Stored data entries
==========

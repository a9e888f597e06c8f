use std::fmt;
use std::str::FromStr;

/// The three views reachable by path
#[derive(Debug, Clone, PartialEq, Eq)]
pub enum Route {
    Home,
    Watchlist,
    Movie(String),
}

impl FromStr for Route {
    type Err = String;

    fn from_str(path: &str) -> Result<Self, Self::Err> {
        let trimmed = path.trim().trim_end_matches('/');
        match trimmed {
            "" => Ok(Route::Home),
            "/watchlist" => Ok(Route::Watchlist),
            _ => match trimmed.strip_prefix("/movie/") {
                Some(id) if !id.is_empty() && !id.contains('/') => Ok(Route::Movie(id.to_string())),
                _ => Err(format!(
                    "Unknown path '{}'. Use '/', '/watchlist' or '/movie/<id>'",
                    path
                )),
            },
        }
    }
}

impl fmt::Display for Route {
    fn fmt(&self, f: &mut fmt::Formatter<'_>) -> fmt::Result {
        match self {
            Route::Home => write!(f, "/"),
            Route::Watchlist => write!(f, "/watchlist"),
            Route::Movie(id) => write!(f, "/movie/{}", id),
        }
    }
}

#[cfg(test)]
mod tests {
    use super::*;

    #[test]
    fn test_parse_routes() {
        assert_eq!("/".parse::<Route>(), Ok(Route::Home));
        assert_eq!("/watchlist".parse::<Route>(), Ok(Route::Watchlist));
        assert_eq!("/watchlist/".parse::<Route>(), Ok(Route::Watchlist));
        assert_eq!("/movie/550".parse::<Route>(), Ok(Route::Movie("550".to_string())));
    }

    #[test]
    fn test_movie_route_keeps_unknown_ids() {
        // Unknown ids are resolved by the detail view as "not found"
        assert_eq!("/movie/abc".parse::<Route>(), Ok(Route::Movie("abc".to_string())));
    }

    #[test]
    fn test_rejects_unknown_paths() {
        assert!("/movies".parse::<Route>().is_err());
        assert!("/movie/".parse::<Route>().is_err());
        assert!("/movie/1/credits".parse::<Route>().is_err());
    }

    #[test]
    fn test_display_round_trips() {
        for path in ["/", "/watchlist", "/movie/13"] {
            assert_eq!(path.parse::<Route>().unwrap().to_string(), path);
        }
    }
}
use clap::{ArgAction, Parser, Subcommand};
use commands::watchlist::WatchlistCommands;
use commands::{browse, clear, config, movie, open, popular, watchlist};
use std::path::PathBuf;
use std::process::ExitCode;

mod commands;
mod context;
mod logging;
mod output;
mod routes;

#[derive(Parser)]
#[command(name = "cinelist")]
#[command(about = "Cinelist - Discover popular movies and keep a watchlist")]
#[command(version)]
struct Cli {
    /// Enable verbose output (use multiple times for more verbosity: -v, -vv)
    #[arg(short, long, action = ArgAction::Count, global = true)]
    verbose: u8,

    /// Suppress all output except errors
    #[arg(short, long, global = true)]
    quiet: bool,

    /// Output format
    #[arg(long, global = true, default_value = "human", value_enum)]
    output: output::OutputFormat,

    /// Also write logs to this file (rotated daily)
    #[arg(long, global = true, value_name = "PATH")]
    log_file: Option<PathBuf>,

    #[command(subcommand)]
    command: Commands,
}

#[derive(Subcommand)]
enum Commands {
    /// List popular movies (the home view)
    Popular {
        /// Page to show, starting at 1
        #[arg(long, default_value_t = 1)]
        page: u32,
    },
    /// Page through popular movies interactively and edit the watchlist
    Browse {
        /// Page to start on
        #[arg(long, default_value_t = 1)]
        page: u32,
    },
    /// Show details, cast and trailer for one movie
    Movie {
        /// TMDB movie id
        id: String,

        /// Also add the movie to the watchlist
        #[arg(long, action = ArgAction::SetTrue)]
        add: bool,
    },
    /// Show or edit the watchlist
    #[command(long_about = "Manage the local watchlist. Without a subcommand the full watchlist is shown.")]
    Watchlist {
        #[command(subcommand)]
        cmd: Option<WatchlistCommands>,
    },
    /// Open a view by path: '/', '/watchlist' or '/movie/<id>'
    Open { path: String },
    /// Manage configuration and the TMDB API key
    Config {
        #[command(subcommand)]
        cmd: Option<ConfigCommands>,
    },
    /// Clear the saved watchlist or stored credentials
    #[command(long_about = "Remove local data. Use --watchlist to drop the saved watchlist, --credentials to delete the stored API key, or --all for both.")]
    Clear {
        /// Clear watchlist and credentials
        #[arg(long, action = ArgAction::SetTrue, conflicts_with_all = ["watchlist", "credentials"])]
        all: bool,

        /// Clear the saved watchlist
        #[arg(long, action = ArgAction::SetTrue)]
        watchlist: bool,

        /// Clear stored credentials
        #[arg(long, action = ArgAction::SetTrue)]
        credentials: bool,
    },
}

#[derive(Subcommand)]
enum ConfigCommands {
    /// Show current configuration (masks the API key)
    Show {
        /// Show the API key unmasked
        #[arg(long, action = ArgAction::SetTrue)]
        full: bool,
    },

    /// Store the TMDB API key in the credentials file
    #[command(long_about = "Save a TMDB API key to credentials.toml. The TMDB_API_KEY environment variable and the config file take precedence over it.")]
    ApiKey {
        /// API key (if not provided, will prompt)
        key: Option<String>,
    },

    /// Write a default config file
    Init {
        /// Overwrite an existing file without asking
        #[arg(long, action = ArgAction::SetTrue)]
        force: bool,
    },
}

#[tokio::main]
async fn main() -> color_eyre::Result<ExitCode> {
    color_eyre::install()?;

    let cli = Cli::parse();

    logging::init_logging(cli.verbose, cli.quiet, cli.log_file.as_deref())
        .map_err(|e| color_eyre::eyre::eyre!("{}", e))?;

    let output = output::Output::new(cli.output, cli.quiet);
    let mut ctx = context::AppContext::load().map_err(|e| color_eyre::eyre::eyre!("{}", e))?;

    match cli.command {
        Commands::Popular { page } => popular::run_popular(&ctx, page, &output).await,
        Commands::Browse { page } => browse::run_browse(&ctx, page, &output).await,
        Commands::Movie { id, add } => movie::run_movie(&ctx, &id, add, &output).await,
        Commands::Watchlist { cmd } => watchlist::run_watchlist(&ctx, cmd, &output).await,
        Commands::Open { path } => open::run_open(&ctx, &path, &output).await,
        Commands::Config { cmd } => {
            config::run_config(&mut ctx, cmd, &output)?;
            Ok(ExitCode::SUCCESS)
        }
        Commands::Clear { all, watchlist, credentials } => {
            clear::run_clear(&ctx, all, watchlist, credentials, &output)?;
            Ok(ExitCode::SUCCESS)
        }
    }
}
use serde::{Deserialize, Serialize};
use serde_json::Map;

use crate::movie::MovieRecord;
use crate::movie_id::MovieId;

/// One page of the popular-movies listing
#[derive(Debug, Clone, Serialize, Deserialize, PartialEq)]
pub struct PopularPage {
    pub page: u32,
    #[serde(default)]
    pub results: Vec<MovieRecord>,
    #[serde(default)]
    pub total_pages: u32,
    #[serde(default)]
    pub total_results: u32,
}

#[derive(Debug, Clone, Serialize, Deserialize, PartialEq, Eq)]
pub struct GenreRef {
    pub id: u32,
    pub name: String,
}

/// Full detail payload for a single movie
#[derive(Debug, Clone, Serialize, Deserialize, PartialEq)]
pub struct MovieDetails {
    pub id: u64,
    #[serde(default)]
    pub title: Option<String>,
    #[serde(default)]
    pub overview: Option<String>,
    #[serde(default)]
    pub poster_path: Option<String>,
    #[serde(default)]
    pub release_date: Option<String>,
    #[serde(default)]
    pub runtime: Option<u32>,
    #[serde(default)]
    pub genres: Vec<GenreRef>,
    #[serde(default)]
    pub vote_average: f64,
    #[serde(default)]
    pub vote_count: u64,
    #[serde(default)]
    pub popularity: f64,
}

impl MovieDetails {
    /// Listing-shaped record for this movie, so it can be saved to a watchlist
    pub fn to_record(&self) -> MovieRecord {
        MovieRecord {
            id: MovieId::Number(self.id),
            title: self.title.clone(),
            poster_path: self.poster_path.clone(),
            genre_ids: self.genres.iter().map(|g| g.id).collect(),
            vote_average: self.vote_average,
            popularity: self.popularity,
            release_date: self.release_date.clone().filter(|d| !d.is_empty()),
            extra: Map::new(),
        }
    }

    pub fn overview_text(&self) -> &str {
        self.overview
            .as_deref()
            .filter(|o| !o.trim().is_empty())
            .unwrap_or("No overview available for this movie.")
    }
}

#[derive(Debug, Clone, Serialize, Deserialize, PartialEq, Eq)]
pub struct CastMember {
    pub id: u64,
    pub name: String,
    #[serde(default)]
    pub character: Option<String>,
    #[serde(default)]
    pub profile_path: Option<String>,
}

#[derive(Debug, Clone, Serialize, Deserialize, PartialEq, Eq)]
pub struct CrewMember {
    pub id: u64,
    pub name: String,
    #[serde(default)]
    pub job: String,
}

#[derive(Debug, Clone, Serialize, Deserialize, PartialEq, Eq)]
pub struct Credits {
    #[serde(default)]
    pub cast: Vec<CastMember>,
    #[serde(default)]
    pub crew: Vec<CrewMember>,
}

impl Credits {
    /// First crew member credited as director
    pub fn director(&self) -> Option<&str> {
        self.crew
            .iter()
            .find(|c| c.job == "Director")
            .map(|c| c.name.as_str())
    }

    pub fn top_cast(&self, limit: usize) -> Vec<CastMember> {
        self.cast.iter().take(limit).cloned().collect()
    }
}

#[derive(Debug, Clone, Serialize, Deserialize, PartialEq, Eq)]
pub struct Video {
    pub key: String,
    #[serde(default)]
    pub name: Option<String>,
    #[serde(default)]
    pub site: String,
    #[serde(rename = "type", default)]
    pub kind: String,
    #[serde(default)]
    pub official: bool,
}

impl Video {
    fn is_youtube_trailer(&self) -> bool {
        self.kind == "Trailer" && self.site == "YouTube"
    }
}

#[derive(Debug, Clone, Serialize, Deserialize, PartialEq, Eq)]
pub struct VideoList {
    #[serde(default)]
    pub results: Vec<Video>,
}

impl VideoList {
    /// Official YouTube trailer if there is one, otherwise any YouTube trailer
    pub fn trailer(&self) -> Option<&Video> {
        self.results
            .iter()
            .find(|v| v.is_youtube_trailer() && v.official)
            .or_else(|| self.results.iter().find(|v| v.is_youtube_trailer()))
    }
}

/// Everything the detail view shows for one movie
#[derive(Debug, Clone, Serialize, Deserialize, PartialEq)]
pub struct MovieOverview {
    pub details: MovieDetails,
    pub cast: Vec<CastMember>,
    pub director: Option<String>,
    pub trailer_key: Option<String>,
}

impl MovieOverview {
    pub fn assemble(details: MovieDetails, credits: &Credits, videos: &VideoList, cast_limit: usize) -> Self {
        Self {
            cast: credits.top_cast(cast_limit),
            director: credits.director().map(str::to_string),
            trailer_key: videos.trailer().map(|v| v.key.clone()),
            details,
        }
    }

    pub fn director_label(&self) -> &str {
        self.director.as_deref().unwrap_or("Director not available")
    }

    pub fn trailer_url(&self) -> Option<String> {
        self.trailer_key
            .as_ref()
            .map(|key| format!("https://www.youtube.com/watch?v={}", key))
    }
}

#[cfg(test)]
mod tests {
    use super::*;

    fn video(key: &str, kind: &str, site: &str, official: bool) -> Video {
        Video {
            key: key.to_string(),
            name: None,
            site: site.to_string(),
            kind: kind.to_string(),
            official,
        }
    }

    #[test]
    fn test_trailer_prefers_official() {
        let videos = VideoList {
            results: vec![
                video("teaser", "Teaser", "YouTube", true),
                video("fan", "Trailer", "YouTube", false),
                video("vimeo", "Trailer", "Vimeo", true),
                video("official", "Trailer", "YouTube", true),
            ],
        };
        assert_eq!(videos.trailer().map(|v| v.key.as_str()), Some("official"));
    }

    #[test]
    fn test_trailer_falls_back_to_unofficial() {
        let videos = VideoList {
            results: vec![
                video("clip", "Clip", "YouTube", true),
                video("fan", "Trailer", "YouTube", false),
            ],
        };
        assert_eq!(videos.trailer().map(|v| v.key.as_str()), Some("fan"));
        assert!(VideoList { results: vec![] }.trailer().is_none());
    }

    #[test]
    fn test_video_type_field_name() {
        let json = r#"{"results":[{"key":"abc","site":"YouTube","type":"Trailer","official":true}]}"#;
        let videos: VideoList = serde_json::from_str(json).unwrap();
        assert_eq!(videos.results[0].kind, "Trailer");
    }

    #[test]
    fn test_overview_assembly() {
        let credits: Credits = serde_json::from_str(
            r#"{
                "cast": [
                    {"id": 1, "name": "A", "character": "a"},
                    {"id": 2, "name": "B"},
                    {"id": 3, "name": "C"},
                    {"id": 4, "name": "D"}
                ],
                "crew": [
                    {"id": 9, "name": "Writer", "job": "Screenplay"},
                    {"id": 10, "name": "Denis Villeneuve", "job": "Director"}
                ]
            }"#,
        )
        .unwrap();
        let details: MovieDetails = serde_json::from_str(
            r#"{"id": 438631, "title": "Dune", "genres": [{"id": 878, "name": "Science Fiction"}, {"id": 12, "name": "Adventure"}], "vote_average": 7.8, "vote_count": 9000, "overview": ""}"#,
        )
        .unwrap();

        let overview = MovieOverview::assemble(details, &credits, &VideoList { results: vec![] }, 3);
        assert_eq!(overview.cast.len(), 3);
        assert_eq!(overview.director_label(), "Denis Villeneuve");
        assert_eq!(overview.trailer_url(), None);
        assert_eq!(overview.details.overview_text(), "No overview available for this movie.");

        let record = overview.details.to_record();
        assert_eq!(record.id, MovieId::Number(438631));
        assert_eq!(record.genre_ids, vec![878, 12]);
        assert_eq!(record.release_date, None);
    }

    #[test]
    fn test_missing_director() {
        let credits = Credits { cast: vec![], crew: vec![] };
        assert_eq!(credits.director(), None);
    }
}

==========

(Exercise objective) Copy the lines above exactly. Start with the line containing "for path in", end with the line containing "#[arg(short, long, global = true)]", and include both.

(Answer for this exercise)
        for path in ["/", "/watchlist", "/movie/13"] {
            assert_eq!(path.parse::<Route>().unwrap().to_string(), path);
        }
    }
}
use clap::{ArgAction, Parser, Subcommand};
use commands::watchlist::WatchlistCommands;
use commands::{browse, clear, config, movie, open, popular, watchlist};
use std::path::PathBuf;
use std::process::ExitCode;

mod commands;
mod context;
mod logging;
mod output;
mod routes;

#[derive(Parser)]
#[command(name = "cinelist")]
#[command(about = "Cinelist - Discover popular movies and keep a watchlist")]
#[command(version)]
struct Cli {
    /// Enable verbose output (use multiple times for more verbosity: -v, -vv)
    #[arg(short, long, action = ArgAction::Count, global = true)]
    verbose: u8,

    /// Suppress all output except errors
    #[arg(short, long, global = true)]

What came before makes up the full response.